許されない憲法改正議論の停滞
憲法改正手続きに関する国民投票法改正案が今国会で成立する見通しとなった。これまでは、憲法改正議論の入り口が詰まっていたわけだが、今国会でその隘路が取り除かれたわけだ。憲法改正を巡っては国民の意見も真っ二つに分かれているが、少なくとも活発な議論をすることが政党の責務であることは間違いない。
国民投票法改正案については、立憲民主党の主張を取り入れ、施行後「3年をめど」にCM規制などに関する措置を講ずることが付則明記された。しかしそれは、これからの3年間で具体的な規制についてだけ議論する、ということではない。
CM規制の検討を進めるにせよ、同時に、憲法改正そのものについて議論をすることが不可欠で、それが国民の負託に応えることになる。
憲法改正については自民党が、国民主権、基本的人権の尊重、平和主義の3つの基本原理は堅持したうえで、改正の条文イメージとして、①自衛隊の明記 ②緊急事態対応 ③合区解消・地方公共団体 ④教育充実の4項目を示している。

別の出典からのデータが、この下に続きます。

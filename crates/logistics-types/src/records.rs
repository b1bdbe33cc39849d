//! Client, request and shipment records

use crate::choices::{Currency, DocumentType, ShipmentStatus, TransportType};
use crate::{ClientId, RequestId, ShipmentId};
use chrono::{DateTime, NaiveDate, Utc};
use rust_decimal::Decimal;
use serde::{Deserialize, Serialize};
use std::fmt;

/// Country of origin assumed when the operator does not enter one
pub const DEFAULT_COUNTRY_OF_ORIGIN: &str = "Китай";

/// Named contact person at a client company
#[derive(Debug, Clone, Default, PartialEq, Eq, Serialize, Deserialize)]
pub struct ContactPerson {
    pub name: String,
    pub phone: String,
    pub email: String,
}

impl ContactPerson {
    pub fn is_empty(&self) -> bool {
        self.name.is_empty() && self.phone.is_empty() && self.email.is_empty()
    }
}

/// Banking details of a client company
#[derive(Debug, Clone, Default, PartialEq, Eq, Serialize, Deserialize)]
pub struct BankDetails {
    pub bank_name: String,
    pub bik: String,
    pub correspondent_account: String,
    pub payment_account: String,
}

/// Editable part of a client record
#[derive(Debug, Clone, PartialEq, Eq, Serialize, Deserialize)]
pub struct ClientFields {
    pub name: String,
    pub inn: String,
    pub kpp: String,
    pub ogrn: String,
    pub legal_address: String,
    pub company_phone: String,
    pub company_email: String,
    pub director: String,
    pub bank: BankDetails,
    pub primary_contact: ContactPerson,
    pub secondary_contact: ContactPerson,
    pub is_active: bool,
}

impl Default for ClientFields {
    fn default() -> Self {
        Self {
            name: String::new(),
            inn: String::new(),
            kpp: String::new(),
            ogrn: String::new(),
            legal_address: String::new(),
            company_phone: String::new(),
            company_email: String::new(),
            director: String::new(),
            bank: BankDetails::default(),
            primary_contact: ContactPerson::default(),
            secondary_contact: ContactPerson::default(),
            is_active: true,
        }
    }
}

impl ClientFields {
    /// Active client with only a name set
    pub fn named(name: impl Into<String>) -> Self {
        Self {
            name: name.into(),
            ..Self::default()
        }
    }
}

/// Customer company
#[derive(Debug, Clone, PartialEq, Serialize, Deserialize)]
pub struct Client {
    pub id: ClientId,
    #[serde(flatten)]
    pub fields: ClientFields,
    pub created_at: DateTime<Utc>,
    pub updated_at: DateTime<Utc>,
}

impl Client {
    pub fn name(&self) -> &str {
        &self.fields.name
    }

    pub fn is_active(&self) -> bool {
        self.fields.is_active
    }
}

impl fmt::Display for Client {
    fn fmt(&self, f: &mut fmt::Formatter<'_>) -> fmt::Result {
        if self.fields.inn.is_empty() {
            write!(f, "{}", self.fields.name)
        } else {
            write!(f, "{} (ИНН: {})", self.fields.name, self.fields.inn)
        }
    }
}

/// Editable part of a transportation request
///
/// The owning client and the per-client number are not here: both are fixed
/// when the request is created.
#[derive(Debug, Clone, PartialEq, Eq, Serialize, Deserialize)]
pub struct RequestFields {
    pub transport_type: TransportType,
    /// Mode of transport when crossing the EAEU border
    pub transport_at_border: Option<TransportType>,
    pub consignor: String,
    /// Empty means the client itself receives the cargo
    pub consignee: String,
    pub country_of_origin: String,
    /// Kilograms
    pub gross_weight: Option<Decimal>,
    /// Cubic metres
    pub volume: Option<Decimal>,
    pub declared_value: Option<Decimal>,
    pub currency: Currency,
    pub insurance_required: bool,
    pub special_notes: String,
    pub manager: String,
    /// Company-wide shipment number, entered by hand and never generated
    pub shipment_number: Option<i64>,
}

impl RequestFields {
    pub fn new(transport_type: TransportType, consignor: impl Into<String>) -> Self {
        Self {
            transport_type,
            transport_at_border: None,
            consignor: consignor.into(),
            consignee: String::new(),
            country_of_origin: DEFAULT_COUNTRY_OF_ORIGIN.to_string(),
            gross_weight: None,
            volume: None,
            declared_value: None,
            currency: Currency::default(),
            insurance_required: false,
            special_notes: String::new(),
            manager: String::new(),
            shipment_number: None,
        }
    }
}

/// Request about to be created
#[derive(Debug, Clone, PartialEq, Eq, Serialize, Deserialize)]
pub struct NewRequest {
    pub client_id: ClientId,
    /// Pre-assigned number; `None` lets the ledger pick the next one
    pub request_number: Option<i64>,
    pub fields: RequestFields,
}

impl NewRequest {
    pub fn new(client_id: ClientId, fields: RequestFields) -> Self {
        Self {
            client_id,
            request_number: None,
            fields,
        }
    }

    pub fn with_number(mut self, request_number: i64) -> Self {
        self.request_number = Some(request_number);
        self
    }
}

/// Transportation request submitted for a client
#[derive(Debug, Clone, PartialEq, Serialize, Deserialize)]
pub struct Request {
    pub id: RequestId,
    pub client_id: ClientId,
    pub request_number: i64,
    pub request_date: DateTime<Utc>,
    #[serde(flatten)]
    pub fields: RequestFields,
    pub created_at: DateTime<Utc>,
    pub updated_at: DateTime<Utc>,
}

impl Request {
    /// Operator-facing title, e.g. `Заявка #3 - ООО Ромашка (Море)`
    pub fn title(&self, client_name: &str) -> String {
        format!(
            "Заявка #{} - {} ({})",
            self.request_number,
            client_name,
            self.fields.transport_type.label()
        )
    }
}

/// Editable part of a shipment record
#[derive(Debug, Clone, Default, PartialEq, Eq, Serialize, Deserialize)]
pub struct ShipmentFields {
    pub status: ShipmentStatus,
    /// Planned departure
    pub etd: Option<NaiveDate>,
    /// Planned arrival
    pub eta: Option<NaiveDate>,
    pub actual_departure: Option<NaiveDate>,
    pub actual_arrival: Option<NaiveDate>,
    pub delivery_date: Option<NaiveDate>,
    pub document_type: Option<DocumentType>,
    pub document_number: String,
    pub carrier: String,
    pub tracking_number: String,
    pub customs_declaration: String,
    pub comments: String,
}

/// Transit and delivery record of a request
#[derive(Debug, Clone, PartialEq, Serialize, Deserialize)]
pub struct Shipment {
    pub id: ShipmentId,
    pub request_id: RequestId,
    #[serde(flatten)]
    pub fields: ShipmentFields,
    pub created_at: DateTime<Utc>,
    pub updated_at: DateTime<Utc>,
}

impl Shipment {
    pub fn status(&self) -> ShipmentStatus {
        self.fields.status
    }

    pub fn title(&self, request_number: i64) -> String {
        format!("Поставка к заявке #{}", request_number)
    }
}
//! Command line definition of the `logistics-server` binary

use chrono::NaiveDate;
use clap::{value_parser, Arg, ArgAction, Command};
use logistics_types::{Currency, DocumentType, ShipmentStatus, TransportType};
use rust_decimal::Decimal;
use std::str::FromStr;

pub fn cli() -> Command {
    Command::new("logistics-server")
        .version(env!("CARGO_PKG_VERSION"))
        .about("Freight forwarding tracker: clients, transportation requests and shipments")
        .subcommand_required(true)
        .arg_required_else_help(true)
        .arg(
            Arg::new("config")
                .long("config")
                .short('c')
                .value_name("FILE")
                .help("Configuration file path")
                .global(true)
                .default_value("/app/config/logistics.json"),
        )
        .arg(
            Arg::new("data-dir")
                .long("data-dir")
                .value_name("DIR")
                .help("Data directory holding the SQLite database")
                .global(true)
                .default_value("/data/logistics"),
        )
        .arg(
            Arg::new("templates-dir")
                .long("templates-dir")
                .value_name("DIR")
                .help("Directory with an optional request_pdf.hbs template override")
                .global(true)
                .default_value("/app/templates"),
        )
        .subcommand(
            Command::new("serve").about("Serve the HTTP endpoints").arg(
                Arg::new("bind")
                    .long("bind")
                    .value_name("ADDR")
                    .help("Listen address, overrides server.bind_address"),
            ),
        )
        .subcommand(client_command())
        .subcommand(request_command())
        .subcommand(shipment_command())
}

fn client_command() -> Command {
    Command::new("client")
        .about("Manage clients")
        .subcommand_required(true)
        .subcommand(
            Command::new("add")
                .about("Register a client")
                .args(client_field_args(true)),
        )
        .subcommand(
            Command::new("list")
                .about("List clients, 20 per page")
                .arg(search_arg("Match name or INN"))
                .arg(
                    Arg::new("active")
                        .long("active")
                        .value_name("BOOL")
                        .value_parser(value_parser!(bool)),
                )
                .arg(date_arg("from", "Created on or after"))
                .arg(date_arg("to", "Created on or before"))
                .arg(page_arg()),
        )
        .subcommand(Command::new("show").about("Show a client").arg(id_arg()))
        .subcommand(
            Command::new("update")
                .about("Change client fields")
                .arg(id_arg())
                .args(client_field_args(false))
                .arg(
                    Arg::new("active")
                        .long("active")
                        .value_name("BOOL")
                        .value_parser(value_parser!(bool)),
                ),
        )
        .subcommand(
            Command::new("deactivate")
                .about("Mark a client inactive")
                .arg(id_arg()),
        )
        .subcommand(
            Command::new("delete")
                .about("Delete a client with all of its requests")
                .arg(id_arg()),
        )
}

fn request_command() -> Command {
    Command::new("request")
        .about("Manage transportation requests")
        .subcommand_required(true)
        .subcommand(
            Command::new("add")
                .about("Create a request; the number is assigned per client")
                .arg(
                    Arg::new("client")
                        .long("client")
                        .value_name("ID")
                        .required(true)
                        .value_parser(value_parser!(i64)),
                )
                .arg(
                    Arg::new("number")
                        .long("number")
                        .value_name("N")
                        .help("Use this request number instead of the next free one")
                        .value_parser(value_parser!(i64)),
                )
                .args(request_field_args(true)),
        )
        .subcommand(
            Command::new("list")
                .about("List requests, newest first, 20 per page")
                .arg(
                    Arg::new("client")
                        .long("client")
                        .value_name("ID")
                        .value_parser(value_parser!(i64)),
                )
                .arg(
                    Arg::new("transport")
                        .long("transport")
                        .value_name("TYPE")
                        .value_parser(|s: &str| TransportType::from_str(s)),
                )
                .arg(search_arg("Match client name, consignor or tracking number"))
                .arg(date_arg("from", "Request date on or after"))
                .arg(date_arg("to", "Request date on or before"))
                .arg(page_arg()),
        )
        .subcommand(Command::new("show").about("Show a request").arg(id_arg()))
        .subcommand(
            Command::new("update")
                .about("Change request fields")
                .arg(id_arg())
                .args(request_field_args(false)),
        )
        .subcommand(
            Command::new("delete")
                .about("Delete a request and its shipment")
                .arg(id_arg()),
        )
        .subcommand(
            Command::new("pdf")
                .about("Render the printable report of one request")
                .arg(id_arg())
                .arg(
                    Arg::new("output")
                        .long("output")
                        .short('o')
                        .value_name("FILE")
                        .help("Target file, defaults to the report file name"),
                )
                .arg(
                    Arg::new("html")
                        .long("html")
                        .help("Print the report HTML instead of converting it")
                        .action(ArgAction::SetTrue),
                ),
        )
}

fn shipment_command() -> Command {
    Command::new("shipment")
        .about("Track shipments")
        .subcommand_required(true)
        .subcommand(
            Command::new("add")
                .about("Open the shipment of a request")
                .arg(
                    Arg::new("request")
                        .long("request")
                        .value_name("ID")
                        .required(true)
                        .value_parser(value_parser!(i64)),
                )
                .args(shipment_field_args()),
        )
        .subcommand(
            Command::new("list")
                .about("List shipments, newest first, 20 per page")
                .arg(status_arg().long("status"))
                .arg(
                    Arg::new("document-type")
                        .long("document-type")
                        .value_name("TYPE")
                        .value_parser(|s: &str| DocumentType::from_str(s)),
                )
                .arg(page_arg()),
        )
        .subcommand(Command::new("show").about("Show a shipment").arg(id_arg()))
        .subcommand(
            Command::new("update")
                .about("Change shipment fields")
                .arg(id_arg())
                .args(shipment_field_args()),
        )
        .subcommand(
            Command::new("status")
                .about("Set the shipment status")
                .arg(id_arg())
                .arg(status_arg().required(true)),
        )
        .subcommand(
            Command::new("delete")
                .about("Delete a shipment")
                .arg(id_arg()),
        )
}

fn id_arg() -> Arg {
    Arg::new("id")
        .value_name("ID")
        .required(true)
        .value_parser(value_parser!(i64))
}

fn page_arg() -> Arg {
    Arg::new("page")
        .long("page")
        .value_name("N")
        .default_value("1")
        .value_parser(value_parser!(u32).range(1..))
}

fn search_arg(help: &'static str) -> Arg {
    Arg::new("search")
        .long("search")
        .short('s')
        .value_name("TEXT")
        .help(help)
}

fn date_arg(name: &'static str, help: &'static str) -> Arg {
    Arg::new(name)
        .long(name)
        .value_name("YYYY-MM-DD")
        .help(help)
        .value_parser(parse_date)
}

fn status_arg() -> Arg {
    Arg::new("status")
        .value_name("STATUS")
        .value_parser(|s: &str| ShipmentStatus::from_str(s))
}

fn text_arg(name: &'static str) -> Arg {
    Arg::new(name).long(name).value_name("TEXT")
}

fn client_field_args(creating: bool) -> Vec<Arg> {
    vec![
        text_arg("name").required(creating),
        text_arg("inn"),
        text_arg("kpp"),
        text_arg("ogrn"),
        text_arg("address"),
        text_arg("phone"),
        text_arg("email"),
        text_arg("director"),
        text_arg("bank-name"),
        text_arg("bik"),
        text_arg("corr-account"),
        text_arg("account"),
        text_arg("contact"),
        text_arg("contact-phone"),
        text_arg("contact-email"),
        text_arg("contact2"),
        text_arg("contact2-phone"),
        text_arg("contact2-email"),
    ]
}

fn request_field_args(creating: bool) -> Vec<Arg> {
    vec![
        Arg::new("transport")
            .long("transport")
            .value_name("TYPE")
            .required(creating)
            .value_parser(|s: &str| TransportType::from_str(s)),
        Arg::new("border")
            .long("border")
            .value_name("TYPE")
            .help("Transport at the border")
            .value_parser(|s: &str| TransportType::from_str(s)),
        text_arg("consignor").required(creating),
        text_arg("consignee"),
        text_arg("country"),
        decimal_arg("weight"),
        decimal_arg("volume"),
        decimal_arg("value"),
        Arg::new("currency")
            .long("currency")
            .value_name("CODE")
            .value_parser(|s: &str| Currency::from_str(s)),
        Arg::new("insurance")
            .long("insurance")
            .value_name("BOOL")
            .value_parser(value_parser!(bool)),
        text_arg("notes"),
        text_arg("manager"),
        Arg::new("shipment-number")
            .long("shipment-number")
            .value_name("N")
            .value_parser(value_parser!(i64)),
    ]
}

fn shipment_field_args() -> Vec<Arg> {
    vec![
        status_arg().long("status"),
        date_arg("etd", "Planned departure"),
        date_arg("eta", "Planned arrival"),
        date_arg("departed", "Actual departure"),
        date_arg("arrived", "Actual arrival"),
        date_arg("delivered", "Delivery to the client"),
        Arg::new("document-type")
            .long("document-type")
            .value_name("TYPE")
            .value_parser(|s: &str| DocumentType::from_str(s)),
        text_arg("document-number"),
        text_arg("carrier"),
        text_arg("tracking"),
        text_arg("customs"),
        text_arg("comments"),
    ]
}

fn decimal_arg(name: &'static str) -> Arg {
    Arg::new(name)
        .long(name)
        .value_name("DECIMAL")
        .value_parser(|s: &str| Decimal::from_str(s.trim()))
}

fn parse_date(value: &str) -> Result<NaiveDate, String> {
    NaiveDate::parse_from_str(value.trim(), "%Y-%m-%d")
        .map_err(|e| format!("expected YYYY-MM-DD: {}", e))
}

例えば、自衛隊の明記については、法律家などに存在する「自衛隊違憲論」を解消するため、現行の9条1項と2項を維持しながら、自衛隊を明記するとともに自衛の措置(自衛権)についても言及すべきとしている。
また、最近は新型コロナウイルス感染症で緊急事態対応が注目を集めているが、これについては、緊急事態においても、国会の機能をできるだけ維持しつつ、それが難しい場合、内閣の権限を一時的に強化し、迅速に対応できるしくみを憲法に規定することを想定している。
自民党以外にも、国民民主党は昨年12月、「憲法改正に向けた論点整理」を公表している。国民民主党も現行憲法の基本原理は堅持しながら、地方自治や国会、裁判所、自衛隊や安全保障、緊急事態などについて論点をまとめたり、条文にイメージを示したりしている。
これに対し、立憲民主党は国民投票法改正案に賛成したものの、次期総選挙を念頭に、憲法改正論議自体も否定する共産党とさっそく〝和解〟に乗り出している。驚くべきことに、憲法改正が大きな政治テーマであるはずなのに、憲法記念日の枝野代表のコメントでは、新型コロナをめぐる政府批判一色で、憲法改正議論に向けた立憲のスタンスすら明示しておらず、議論の「ぎ」の字もない。
憲法は施行後74年が経過している。その間、時代は流れ、内外の社会環境、経済環境、国際環境は激変している。施行から70年以上が経過している憲法が時代にそぐわなくなったことは確かで、内容は別として、改正の是非、改正内容についての議論は不可欠だ。
それすら否定する政党は、もはや政党と呼ぶに値しないのではないか。国民投票法改正案の成立で、議論の準備は整う。各党が憲法改正議論に真摯に取り組むことが求められ、停滞は許されない。